Senhor jornalista

terça-feira, julho 01, 2025

Onde o reconhecimento é só de si.

TIREI DE TI

por Celso Corrêa de Freitas

Era um lugar perdido entre o começo do nada e o fim do mundo.

Cravada ao pé de uma serra grande e silenciosa, no coração de um país que se esqueceu de olhar no espelho.

Apesar da qualidade de vida invejável, os moradores de TIREI DE TI pareciam alérgicos a iniciativas coletivas. Cada um por si. E cultura? Cultura era só mais um pretexto para ocupar a praça e alimentar o próprio ego.

Na cidade, todo agente cultural sonhava em realizar algo no epicentro: a praça principal, o Teatro, ou a Biblioteca. Os mais atrevidos até brigavam por espaço no coreto ou nos jardins públicos. Havia quem criasse algo novo, mas a maioria apenas reciclava o que já tinha sido feito — às vezes nem isso.

TIREI DE TI tinha de tudo:

Quadris sacolejantes de danças ciganas e do ventre.

Grupos de poesia falada.

Literatura  e música para todo gosto, até com linguagem caipira.

Teatro, e Artistas Plásticos buscando reconhecimento e plateia, o que estava em falta para todos.

A liderança comunitária mais barulhenta era Dona Etelvina, mulher de fala afiada, que não perdia oportunidade de lembrar:

— Evento vazio é como reza sem fé.

Seu Ananias, que passava a vida encostado em uma esquina, retrucava com calma:

— Nem sabia que hoje tinha aquele tal de “Pompas Deslumbrantes”. E se soubesse, também não ia.

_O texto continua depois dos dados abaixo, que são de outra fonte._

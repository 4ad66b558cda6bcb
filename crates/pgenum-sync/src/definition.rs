//! Declared enum definitions
//!
//! The definition registry holds the desired shape of every enum type the
//! application declares: the database type name, the ordered case list, and
//! the identifier of the owning application type. It is a pure in-memory
//! lookup structure loaded once per schema-comparison session.

use indexmap::IndexMap;
use std::collections::{HashMap, HashSet};

use crate::{Result, SyncError};

/// Application-declared shape of a PostgreSQL enum type.
#[derive(Debug, Clone, PartialEq, Eq)]
pub struct EnumDefinition {
	/// Database type name, globally unique.
	pub name: String,
	/// Declared enum values, in declared order.
	pub cases: Vec<String>,
	/// Identifier of the application-level type this definition came from
	/// (e.g. a fully qualified Rust type path).
	pub owner: String,
}

impl EnumDefinition {
	/// Build a definition, validating its invariants: the case list must be
	/// non-empty and free of duplicates.
	pub fn new(
		name: impl Into<String>,
		owner: impl Into<String>,
		cases: impl IntoIterator<Item = impl Into<String>>,
	) -> Result<Self> {
		let name = name.into();
		let cases: Vec<String> = cases.into_iter().map(Into::into).collect();

		if cases.is_empty() {
			return Err(SyncError::InvalidDefinition {
				name,
				reason: "case list is empty".to_string(),
			});
		}

		let mut seen = HashSet::new();
		for case in &cases {
			if !seen.insert(case.as_str()) {
				return Err(SyncError::InvalidDefinition {
					name,
					reason: format!("duplicate case '{case}'"),
				});
			}
		}

		Ok(Self {
			name,
			cases,
			owner: owner.into(),
		})
	}
}

/// Registry of declared enum definitions, indexed by database type name and
/// by owning application type.
#[derive(Debug, Default)]
pub struct DefinitionRegistry {
	by_name: IndexMap<String, EnumDefinition>,
	owner_index: HashMap<String, String>,
}

impl DefinitionRegistry {
	pub fn new() -> Self {
		Self::default()
	}

	/// Register a definition. Both the type name and the owner identifier
	/// must be unique within the registry.
	pub fn register(&mut self, definition: EnumDefinition) -> Result<()> {
		if self.by_name.contains_key(&definition.name) {
			return Err(SyncError::InvalidDefinition {
				name: definition.name,
				reason: "a definition with this type name is already registered".to_string(),
			});
		}
		if self.owner_index.contains_key(&definition.owner) {
			return Err(SyncError::InvalidDefinition {
				name: definition.name,
				reason: format!(
					"owner '{}' already maps to another enum type",
					definition.owner
				),
			});
		}

		self.owner_index
			.insert(definition.owner.clone(), definition.name.clone());
		self.by_name.insert(definition.name.clone(), definition);
		Ok(())
	}

	/// Look up a definition by its database type name.
	pub fn by_type_name(&self, name: &str) -> Option<&EnumDefinition> {
		self.by_name.get(name)
	}

	/// Look up a definition by its owning application type identifier.
	pub fn by_owner(&self, owner: &str) -> Option<&EnumDefinition> {
		let name = self.owner_index.get(owner)?;
		self.by_name.get(name)
	}

	pub fn len(&self) -> usize {
		self.by_name.len()
	}

	pub fn is_empty(&self) -> bool {
		self.by_name.is_empty()
	}

	/// Iterate over registered definitions in registration order.
	pub fn iter(&self) -> impl Iterator<Item = &EnumDefinition> {
		self.by_name.values()
	}
}

#[cfg(test)]
mod tests {
	use super::*;

	fn status_type() -> EnumDefinition {
		EnumDefinition::new(
			"status_type",
			"app::StatusType",
			["started", "processing", "finished"],
		)
		.expect("valid definition")
	}

	#[test]
	fn empty_case_list_is_rejected() {
		let result = EnumDefinition::new("status_type", "app::StatusType", Vec::<String>::new());
		assert!(matches!(
			result,
			Err(SyncError::InvalidDefinition { .. })
		));
	}

	#[test]
	fn duplicate_case_is_rejected() {
		let result =
			EnumDefinition::new("status_type", "app::StatusType", ["started", "started"]);
		match result {
			Err(SyncError::InvalidDefinition { reason, .. }) => {
				assert!(reason.contains("started"), "reason was: {reason}");
			}
			other => panic!("expected InvalidDefinition, got {other:?}"),
		}
	}

	#[test]
	fn lookup_by_name_and_owner() {
		let mut registry = DefinitionRegistry::new();
		registry.register(status_type()).expect("register");

		assert_eq!(
			registry.by_type_name("status_type").map(|d| d.owner.as_str()),
			Some("app::StatusType")
		);
		assert_eq!(
			registry.by_owner("app::StatusType").map(|d| d.name.as_str()),
			Some("status_type")
		);
		assert!(registry.by_type_name("missing_type").is_none());
		assert!(registry.by_owner("app::Missing").is_none());
	}

	#[test]
	fn iteration_follows_registration_order() {
		let mut registry = DefinitionRegistry::new();
		assert!(registry.is_empty());

		registry.register(status_type()).expect("register");
		registry
			.register(
				EnumDefinition::new("priority_type", "app::PriorityType", ["low", "high"])
					.expect("valid definition"),
			)
			.expect("register");

		assert_eq!(registry.len(), 2);
		let names: Vec<&str> = registry.iter().map(|d| d.name.as_str()).collect();
		assert_eq!(names, ["status_type", "priority_type"]);
	}

	#[test]
	fn duplicate_registration_is_rejected() {
		let mut registry = DefinitionRegistry::new();
		registry.register(status_type()).expect("first register");
		assert!(registry.register(status_type()).is_err());
	}

	#[test]
	fn duplicate_owner_is_rejected() {
		let mut registry = DefinitionRegistry::new();
		registry.register(status_type()).expect("first register");
		let clashing =
			EnumDefinition::new("other_type", "app::StatusType", ["a"]).expect("valid definition");
		assert!(registry.register(clashing).is_err());
	}
}
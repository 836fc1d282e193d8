//! Planar geometry primitives
//!
//! Value types used by the collision engine:
//! - [`Range`] - 1D interval, the result of projecting a shape onto an axis
//! - [`Aabb`] - axis-aligned bounding box with closed-interval semantics
//! - [`ConvexPolygon`] - convex shape with derived edges, outward normals and centroid
//! - [`ConvexDecomposer`] - splits arbitrary simple polygons into convex pieces

mod aabb;
mod convex_polygon;
mod decomposition;
mod range;

pub use aabb::Aabb;
pub use convex_polygon::ConvexPolygon;
pub use decomposition::{ConvexDecomposer, EarClipDecomposer, PassthroughDecomposer};
pub use range::Range;

use thiserror::Error;

/// Index of a shape within the collection that owns it, such as a
/// [`ShapeLayer`](crate::physics::ShapeLayer) or a
/// [`QuadTree`](crate::spatial::QuadTree) built over its bounds
#[derive(Debug, Clone, Copy, PartialEq, Eq, Hash, PartialOrd, Ord)]
pub struct ShapeId(pub usize);

/// Errors raised when constructing shapes from invalid parameters
#[derive(Error, Debug, Clone, PartialEq)]
pub enum GeometryError {
    /// Rectangle bounds are inverted (`left > right` or `top > bottom`)
    #[error("invalid bounds: left={left}, top={top}, right={right}, bottom={bottom}")]
    InvalidBounds {
        /// Requested left edge
        left: f32,
        /// Requested top edge
        top: f32,
        /// Requested right edge
        right: f32,
        /// Requested bottom edge
        bottom: f32,
    },

    /// A numeric argument is outside its accepted domain
    #[error("invalid argument: {0}")]
    InvalidArgument(String),

    /// The requested shape cannot be built from the given dimensions
    #[error("invalid shape: {0}")]
    InvalidShape(String),
}
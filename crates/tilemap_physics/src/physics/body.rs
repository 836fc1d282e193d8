//! Dynamic body contract consumed from the host

use bitflags::bitflags;

use crate::foundation::math::Vec2;
use crate::geometry::{Aabb, ConvexPolygon, GeometryError};

bitflags! {
    /// Sides of a body in contact with static geometry
    ///
    /// Flags are OR-accumulated by every resolved step; hosts that want
    /// "this frame only" semantics clear them before stepping (see
    /// [`Body::reset_blocked`]).
    #[derive(Debug, Clone, Copy, PartialEq, Eq, Hash, Default)]
    pub struct Blocked: u8 {
        /// Contact above the body (normal points down)
        const UP = 1 << 0;
        /// Contact below the body (normal points up), i.e. standing on ground
        const DOWN = 1 << 1;
        /// Contact on the left of the body
        const LEFT = 1 << 2;
        /// Contact on the right of the body
        const RIGHT = 1 << 3;
        /// The last combined contact normal was zero
        const NONE = 1 << 4;
    }
}

impl Blocked {
    /// Fold a combined contact normal into the flags
    pub fn accumulate(&mut self, normal: &Vec2) {
        if normal.y > 0.0 {
            self.insert(Blocked::UP);
        }
        if normal.y < 0.0 {
            self.insert(Blocked::DOWN);
        }
        if normal.x > 0.0 {
            self.insert(Blocked::LEFT);
        }
        if normal.x < 0.0 {
            self.insert(Blocked::RIGHT);
        }
        self.set(Blocked::NONE, normal.x == 0.0 && normal.y == 0.0);
    }
}

/// Narrow view of a host body that collision resolution reads and writes
///
/// Physics reads the position, size, velocity, previous position and
/// optional custom shape, and writes back position, velocity, contact normal
/// and blocked flags. Positions are the top-left corner of the body box.
pub trait DynamicBody {
    /// Top-left corner
    fn position(&self) -> Vec2;

    /// Move the body
    fn set_position(&mut self, position: Vec2);

    /// Width and height of the body box
    fn size(&self) -> Vec2;

    /// Current velocity
    fn velocity(&self) -> Vec2;

    /// Replace the velocity
    fn set_velocity(&mut self, velocity: Vec2);

    /// Position at the start of the current step
    fn previous_position(&self) -> Vec2;

    /// Collision polygon in body-local coordinates, used instead of the box
    fn custom_shape(&self) -> Option<&ConvexPolygon> {
        None
    }

    /// Record the combined normal of the last resolved step
    fn set_contact_normal(&mut self, normal: Vec2);

    /// Contact flags, written by collision resolution
    fn blocked_mut(&mut self) -> &mut Blocked;

    /// World-space bounds: the custom shape's bounds if present, else the box
    fn aabb(&self) -> Aabb {
        let position = self.position();
        match self.custom_shape() {
            Some(shape) => shape.aabb().translated(&position),
            None => {
                let size = self.size();
                Aabb::new(position.x, position.y, position.x + size.x, position.y + size.y)
            }
        }
    }
}

/// Plain body value implementing [`DynamicBody`]
#[derive(Debug, Clone, PartialEq)]
pub struct Body {
    /// Top-left corner
    pub position: Vec2,
    /// Width and height
    pub size: Vec2,
    /// Velocity in units per second
    pub velocity: Vec2,
    /// Position before the last [`Body::advance`]
    pub previous_position: Vec2,
    /// Optional collision polygon in body-local coordinates
    pub custom_shape: Option<ConvexPolygon>,
    /// Combined normal of the last resolved step
    pub contact_normal: Vec2,
    /// Accumulated contact flags
    pub blocked: Blocked,
}

impl Body {
    /// Body at rest with its top-left corner at `(x, y)`
    pub fn new(x: f32, y: f32, width: f32, height: f32) -> Self {
        let position = Vec2::new(x, y);
        Self {
            position,
            size: Vec2::new(width, height),
            velocity: Vec2::zeros(),
            previous_position: position,
            custom_shape: None,
            contact_normal: Vec2::zeros(),
            blocked: Blocked::empty(),
        }
    }

    /// Set the velocity
    pub fn with_velocity(mut self, x: f32, y: f32) -> Self {
        self.velocity = Vec2::new(x, y);
        self
    }

    /// Collide with `shape` (body-local coordinates) instead of the box
    pub fn with_custom_shape(mut self, shape: ConvexPolygon) -> Self {
        self.custom_shape = Some(shape);
        self
    }

    /// Collide with a capsule filling the body box
    pub fn with_capsule(self, cap_segments: usize) -> Result<Self, GeometryError> {
        let capsule = ConvexPolygon::from_capsule(0.0, 0.0, self.size.x, self.size.y, cap_segments)?;
        Ok(self.with_custom_shape(capsule))
    }

    /// Remember the current position and integrate velocity over `dt`
    pub fn advance(&mut self, dt: f32) {
        self.previous_position = self.position;
        self.position += self.velocity * dt;
    }

    /// Clear the sticky contact flags
    pub fn reset_blocked(&mut self) {
        self.blocked = Blocked::empty();
    }
}

impl DynamicBody for Body {
    fn position(&self) -> Vec2 {
        self.position
    }

    fn set_position(&mut self, position: Vec2) {
        self.position = position;
    }

    fn size(&self) -> Vec2 {
        self.size
    }

    fn velocity(&self) -> Vec2 {
        self.velocity
    }

    fn set_velocity(&mut self, velocity: Vec2) {
        self.velocity = velocity;
    }

    fn previous_position(&self) -> Vec2 {
        self.previous_position
    }

    fn custom_shape(&self) -> Option<&ConvexPolygon> {
        self.custom_shape.as_ref()
    }

    fn set_contact_normal(&mut self, normal: Vec2) {
        self.contact_normal = normal;
    }

    fn blocked_mut(&mut self) -> &mut Blocked {
        &mut self.blocked
    }
}

#[cfg(test)]
mod tests {
    use super::*;

    #[test]
    fn test_blocked_accumulates() {
        let mut blocked = Blocked::empty();
        blocked.accumulate(&Vec2::new(0.0, -1.0));
        assert_eq!(blocked, Blocked::DOWN);
        blocked.accumulate(&Vec2::new(0.7, -0.7));
        assert_eq!(blocked, Blocked::DOWN | Blocked::LEFT);
        blocked.accumulate(&Vec2::zeros());
        assert_eq!(blocked, Blocked::DOWN | Blocked::LEFT | Blocked::NONE);
        blocked.accumulate(&Vec2::new(0.0, 1.0));
        assert_eq!(blocked, Blocked::DOWN | Blocked::LEFT | Blocked::UP);
    }

    #[test]
    fn test_advance_tracks_previous_position() {
        let mut body = Body::new(10.0, 20.0, 4.0, 4.0).with_velocity(8.0, -4.0);
        body.advance(0.5);
        assert_eq!(body.previous_position, Vec2::new(10.0, 20.0));
        assert_eq!(body.position, Vec2::new(14.0, 18.0));
    }

    #[test]
    fn test_aabb_uses_custom_shape() {
        let body = Body::new(10.0, 10.0, 4.0, 8.0);
        assert_eq!(body.aabb(), Aabb::new(10.0, 10.0, 14.0, 18.0));

        let shaped = body.with_custom_shape(ConvexPolygon::rectangle_unchecked(-2.0, -2.0, 2.0, 2.0));
        assert_eq!(shaped.aabb(), Aabb::new(8.0, 8.0, 12.0, 12.0));
    }

    #[test]
    fn test_capsule_body() {
        let body = Body::new(0.0, 0.0, 10.0, 20.0).with_capsule(6).unwrap();
        assert_eq!(body.custom_shape().unwrap().edges().len(), 14);
        assert!(Body::new(0.0, 0.0, 20.0, 10.0).with_capsule(6).is_err());
    }
}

Prefiro as circunstâncias.

Circunstâncias, aliás, também em vias de extinção.

As lideranças culturais andavam inquietas. E se Dona Etelvina era espinho, um problema ainda maior crescia como mato no verão: a completa ausência de público nos eventos locais.

Foi então que, em uma rara união, decidiram tomar uma medida drástica — e coletiva. Algo quase inimaginável na cidade.

A data escolhida para a mudança foi 27 de abril, dia da Hiena Giorgina, animal-símbolo da cidade.

Segundo a lenda, uma hiena encontrou um homem estrangeiro à beira da morte, perdido naquela mata densa. Ao invés de atacá-lo, aqueceu-o com seu corpo e o alimentou com seu leite.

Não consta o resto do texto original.